Sebastian: she had sought him; and at sight of the money which Godolphin
had sent her, the vetturino willingly agreed to transport her to whatever
point on the road to Naples she might desire--nay, even to keep pace with
the more rapid method of travelling which Godolphin pursued. Early on the
morning of his departure, she had sought her station within sight of
Godolphin's palazzo; and ten minutes after his departure the vetturino
bore her, delighted but trembling, on the same road.

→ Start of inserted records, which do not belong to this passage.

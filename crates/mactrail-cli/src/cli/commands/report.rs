//! `mactrail report` - render an HTML report from a timeline.

use anyhow::Result;
use colored::Colorize;

use mactrail::report::write_report;
use mactrail::{consolidate, detect};

use super::{expand, Context};
use crate::cli::args::ReportArgs;

pub fn execute(ctx: &Context, args: ReportArgs) -> Result<()> {
    let input = ctx.resolve_input(args.input.as_deref());
    let events = mactrail::csv::read_events_from_path(&input)?;

    let mut table = consolidate(&events);
    detect(&mut table);

    let out = args
        .out
        .map_or_else(|| ctx.config.report_path(), |p| expand(&p));
    write_report(&out, args.view.into(), &events, &table)?;

    let suspicious = table.values().filter(|r| r.suspicious).count();
    println!("{} {}", "Report written:".bold(), out.cyan());
    println!(
        "  {} files, {} suspicious",
        table.len().to_string().bold(),
        suspicious.to_string().red().bold()
    );

    if args.open {
        open::that(&out)?;
    }

    Ok(())
}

The Italians are ordinarily good-natured, especially when they are paid
for it; and courteous to females, especially if they have any suspicion of
the influence of the belle passion. The vetturino's foresight had
supplied the deficiencies of her inexperience: he had reminded her of the
necessity of procuring her passport; and he undertook that all other
difficulties should solely devolve on him. And thus Lucilla was now under
the same roof with one for whom, indeed, she was unaware of the sacrifice
she made, but whom, despite of all that clouded and separated their
after-lot, she loved to the last, with a love as reckless and strong as
then--a love passing the love of woman, and defying the common ordinances
of time.

* * * * * *
* * * * * *
* * * * * *

On the blue waters that break with a deep and far voice along the rocks of
that delicious shore, above which the mountain that rises behind Terracina
scatters to the air the odours of the citron and the orange--on that
sounding and immemorial sea the stars, like the hopes of a brighter world
upon the darkness and unrest of life, shone down with a solemn but tender
light. On that shore stood Lucilla and he--the wandering stranger--in
whom she had hoarded the peace and the hopes of earth. Hers was the first
and purple flush of the love which has attained its object; that sweet and
quiet fulness of content--that heavenly, all-subduing and subdued delight,
with which the heart slumbers in the excess of its own rapture. Care--the
forethought of change--even the shadowy and vague mournfulness of
passion--are felt not in those voluptuous but tranquil moments. Like the
waters that rolled, deep and eloquent, before her, every feeling within
was but the mirror of an all-gentle and cloudless heaven. Her head
half-declined upon the breast of her young lover, she caught the beating
of his heart, and in it heard all the sounds of what was now become to her
the world.

And still and solitary deepened around them the mystic and lovely night.
How divine was that sense and consciousness of solitude! how, as it
thrilled within them, they clung closer to each other! Theirs as yet was
that blissful and unsated time when the touch of their hands, clasped
together, was in itself a happiness of emotion too deep for words. And
ever, as his eyes sought hers, the tears which the sensitiveness of her
frame, in the very luxury of her overflowing heart, called forth,
glittered in the tranquil stars a moment and were kissed away. "Do not
look up to heaven, my love," whispered Godolphin, "lest thou shouldst
think of any world but this!"

Poor Lucilla! will any one who idly glances over this page sympathise one
moment with the springs of thy brief joys and thy bitter sorrow? The page
on which, in stamping a record of thee, I would fain retain thy memory
from oblivion; that page is an emblem of thyself;--a short existence;
confounded with the herd to which it has no resemblance, and then, amidst
the rush and tumult of the world, forgotten and cast away for ever!